---------- RECORDS PROVIDED ----------

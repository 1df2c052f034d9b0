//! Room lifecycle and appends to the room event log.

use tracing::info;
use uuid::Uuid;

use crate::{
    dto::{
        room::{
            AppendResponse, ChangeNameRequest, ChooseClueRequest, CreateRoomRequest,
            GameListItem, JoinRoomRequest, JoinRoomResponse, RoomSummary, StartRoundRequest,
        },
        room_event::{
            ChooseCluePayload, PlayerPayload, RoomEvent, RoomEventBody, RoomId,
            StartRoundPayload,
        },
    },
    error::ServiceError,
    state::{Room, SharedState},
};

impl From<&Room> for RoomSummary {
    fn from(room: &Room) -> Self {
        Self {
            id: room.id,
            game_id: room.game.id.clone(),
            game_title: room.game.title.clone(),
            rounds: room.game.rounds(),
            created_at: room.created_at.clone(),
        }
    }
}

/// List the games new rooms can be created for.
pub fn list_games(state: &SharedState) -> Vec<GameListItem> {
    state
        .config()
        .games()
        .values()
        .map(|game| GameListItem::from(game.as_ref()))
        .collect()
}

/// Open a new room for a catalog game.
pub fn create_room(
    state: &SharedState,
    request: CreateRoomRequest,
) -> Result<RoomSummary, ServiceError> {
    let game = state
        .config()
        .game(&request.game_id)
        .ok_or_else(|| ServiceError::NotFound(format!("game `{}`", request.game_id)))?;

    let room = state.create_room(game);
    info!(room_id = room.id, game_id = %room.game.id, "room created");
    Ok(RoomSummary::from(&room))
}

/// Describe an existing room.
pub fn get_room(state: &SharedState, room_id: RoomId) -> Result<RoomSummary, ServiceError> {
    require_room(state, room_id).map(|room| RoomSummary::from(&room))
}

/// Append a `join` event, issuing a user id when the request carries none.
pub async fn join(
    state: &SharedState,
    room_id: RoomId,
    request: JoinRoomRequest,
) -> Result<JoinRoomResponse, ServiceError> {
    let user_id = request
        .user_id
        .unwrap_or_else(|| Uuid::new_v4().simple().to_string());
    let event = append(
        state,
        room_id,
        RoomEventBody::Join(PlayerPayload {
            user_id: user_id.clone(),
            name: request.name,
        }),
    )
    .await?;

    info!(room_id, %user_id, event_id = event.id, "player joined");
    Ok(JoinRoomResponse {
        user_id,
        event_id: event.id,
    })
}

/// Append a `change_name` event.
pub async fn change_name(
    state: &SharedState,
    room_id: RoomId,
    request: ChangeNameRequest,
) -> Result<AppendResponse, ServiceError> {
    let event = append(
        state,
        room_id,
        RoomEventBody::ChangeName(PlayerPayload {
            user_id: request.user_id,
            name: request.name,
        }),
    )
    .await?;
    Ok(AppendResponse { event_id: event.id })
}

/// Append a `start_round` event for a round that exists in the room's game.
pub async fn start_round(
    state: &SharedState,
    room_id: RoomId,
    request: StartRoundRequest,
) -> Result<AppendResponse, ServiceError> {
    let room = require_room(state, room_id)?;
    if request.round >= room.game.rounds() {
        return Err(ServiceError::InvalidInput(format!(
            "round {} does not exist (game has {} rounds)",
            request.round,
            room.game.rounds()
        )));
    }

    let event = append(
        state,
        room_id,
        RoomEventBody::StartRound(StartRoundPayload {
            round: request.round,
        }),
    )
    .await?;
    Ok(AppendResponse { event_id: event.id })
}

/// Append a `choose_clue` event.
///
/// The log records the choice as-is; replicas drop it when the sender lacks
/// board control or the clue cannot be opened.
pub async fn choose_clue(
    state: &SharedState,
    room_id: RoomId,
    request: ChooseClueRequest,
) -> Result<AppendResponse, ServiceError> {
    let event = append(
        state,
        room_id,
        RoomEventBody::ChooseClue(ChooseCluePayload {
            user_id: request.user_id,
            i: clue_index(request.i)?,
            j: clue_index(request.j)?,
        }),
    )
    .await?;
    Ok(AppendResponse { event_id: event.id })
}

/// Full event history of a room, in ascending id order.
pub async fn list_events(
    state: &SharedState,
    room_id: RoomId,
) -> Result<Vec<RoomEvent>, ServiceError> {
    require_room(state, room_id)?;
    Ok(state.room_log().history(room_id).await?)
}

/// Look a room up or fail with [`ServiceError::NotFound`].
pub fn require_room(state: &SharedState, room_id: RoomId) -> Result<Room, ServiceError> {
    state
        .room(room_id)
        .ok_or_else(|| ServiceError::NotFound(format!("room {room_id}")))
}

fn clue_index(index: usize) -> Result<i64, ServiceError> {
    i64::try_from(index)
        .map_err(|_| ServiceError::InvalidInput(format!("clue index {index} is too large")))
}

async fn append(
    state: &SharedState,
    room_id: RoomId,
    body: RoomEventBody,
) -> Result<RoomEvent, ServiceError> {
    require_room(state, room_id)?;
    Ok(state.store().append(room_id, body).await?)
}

----------

--- TO DO ---
Your answer must be the full listing, copied exactly.

--- EXERCISE ANSWER ---
repository 1df2c052f034d9b0
//! Room lifecycle and appends to the room event log.

use tracing::info;
use uuid::Uuid;

use crate::{
    dto::{
        room::{
            AppendResponse, ChangeNameRequest, ChooseClueRequest, CreateRoomRequest,
            GameListItem, JoinRoomRequest, JoinRoomResponse, RoomSummary, StartRoundRequest,
        },
        room_event::{
            ChooseCluePayload, PlayerPayload, RoomEvent, RoomEventBody, RoomId,
            StartRoundPayload,
        },
    },
    error::ServiceError,
    state::{Room, SharedState},
};

impl From<&Room> for RoomSummary {
    fn from(room: &Room) -> Self {
        Self {
            id: room.id,
            game_id: room.game.id.clone(),
            game_title: room.game.title.clone(),
            rounds: room.game.rounds(),
            created_at: room.created_at.clone(),
        }
    }
}

/// List the games new rooms can be created for.
pub fn list_games(state: &SharedState) -> Vec<GameListItem> {
    state
        .config()
        .games()
        .values()
        .map(|game| GameListItem::from(game.as_ref()))
        .collect()
}

/// Open a new room for a catalog game.
pub fn create_room(
    state: &SharedState,
    request: CreateRoomRequest,
) -> Result<RoomSummary, ServiceError> {
    let game = state
        .config()
        .game(&request.game_id)
        .ok_or_else(|| ServiceError::NotFound(format!("game `{}`", request.game_id)))?;

    let room = state.create_room(game);
    info!(room_id = room.id, game_id = %room.game.id, "room created");
    Ok(RoomSummary::from(&room))
}

/// Describe an existing room.
pub fn get_room(state: &SharedState, room_id: RoomId) -> Result<RoomSummary, ServiceError> {
    require_room(state, room_id).map(|room| RoomSummary::from(&room))
}

/// Append a `join` event, issuing a user id when the request carries none.
pub async fn join(
    state: &SharedState,
    room_id: RoomId,
    request: JoinRoomRequest,
) -> Result<JoinRoomResponse, ServiceError> {
    let user_id = request
        .user_id
        .unwrap_or_else(|| Uuid::new_v4().simple().to_string());
    let event = append(
        state,
        room_id,
        RoomEventBody::Join(PlayerPayload {
            user_id: user_id.clone(),
            name: request.name,
        }),
    )
    .await?;

    info!(room_id, %user_id, event_id = event.id, "player joined");
    Ok(JoinRoomResponse {
        user_id,
        event_id: event.id,
    })
}

/// Append a `change_name` event.
pub async fn change_name(
    state: &SharedState,
    room_id: RoomId,
    request: ChangeNameRequest,
) -> Result<AppendResponse, ServiceError> {
    let event = append(
        state,
        room_id,
        RoomEventBody::ChangeName(PlayerPayload {
            user_id: request.user_id,
            name: request.name,
        }),
    )
    .await?;
    Ok(AppendResponse { event_id: event.id })
}

/// Append a `start_round` event for a round that exists in the room's game.
pub async fn start_round(
    state: &SharedState,
    room_id: RoomId,
    request: StartRoundRequest,
) -> Result<AppendResponse, ServiceError> {
    let room = require_room(state, room_id)?;
    if request.round >= room.game.rounds() {
        return Err(ServiceError::InvalidInput(format!(
            "round {} does not exist (game has {} rounds)",
            request.round,
            room.game.rounds()
        )));
    }

    let event = append(
        state,
        room_id,
        RoomEventBody::StartRound(StartRoundPayload {
            round: request.round,
        }),
    )
    .await?;
    Ok(AppendResponse { event_id: event.id })
}

/// Append a `choose_clue` event.
///
/// The log records the choice as-is; replicas drop it when the sender lacks
/// board control or the clue cannot be opened.
pub async fn choose_clue(
    state: &SharedState,
    room_id: RoomId,
    request: ChooseClueRequest,
) -> Result<AppendResponse, ServiceError> {
    let event = append(
        state,
        room_id,
        RoomEventBody::ChooseClue(ChooseCluePayload {
            user_id: request.user_id,
            i: clue_index(request.i)?,
            j: clue_index(request.j)?,
        }),
    )
    .await?;
    Ok(AppendResponse { event_id: event.id })
}

/// Full event history of a room, in ascending id order.
pub async fn list_events(
    state: &SharedState,
    room_id: RoomId,
) -> Result<Vec<RoomEvent>, ServiceError> {
    require_room(state, room_id)?;
    Ok(state.room_log().history(room_id).await?)
}

/// Look a room up or fail with [`ServiceError::NotFound`].
pub fn require_room(state: &SharedState, room_id: RoomId) -> Result<Room, ServiceError> {
    state
        .room(room_id)
        .ok_or_else(|| ServiceError::NotFound(format!("room {room_id}")))
}

fn clue_index(index: usize) -> Result<i64, ServiceError> {
    i64::try_from(index)
        .map_err(|_| ServiceError::InvalidInput(format!("clue index {index} is too large")))
}

async fn append(
    state: &SharedState,
    room_id: RoomId,
    body: RoomEventBody,
) -> Result<RoomEvent, ServiceError> {
    require_room(state, room_id)?;
    Ok(state.store().append(room_id, body).await?)
}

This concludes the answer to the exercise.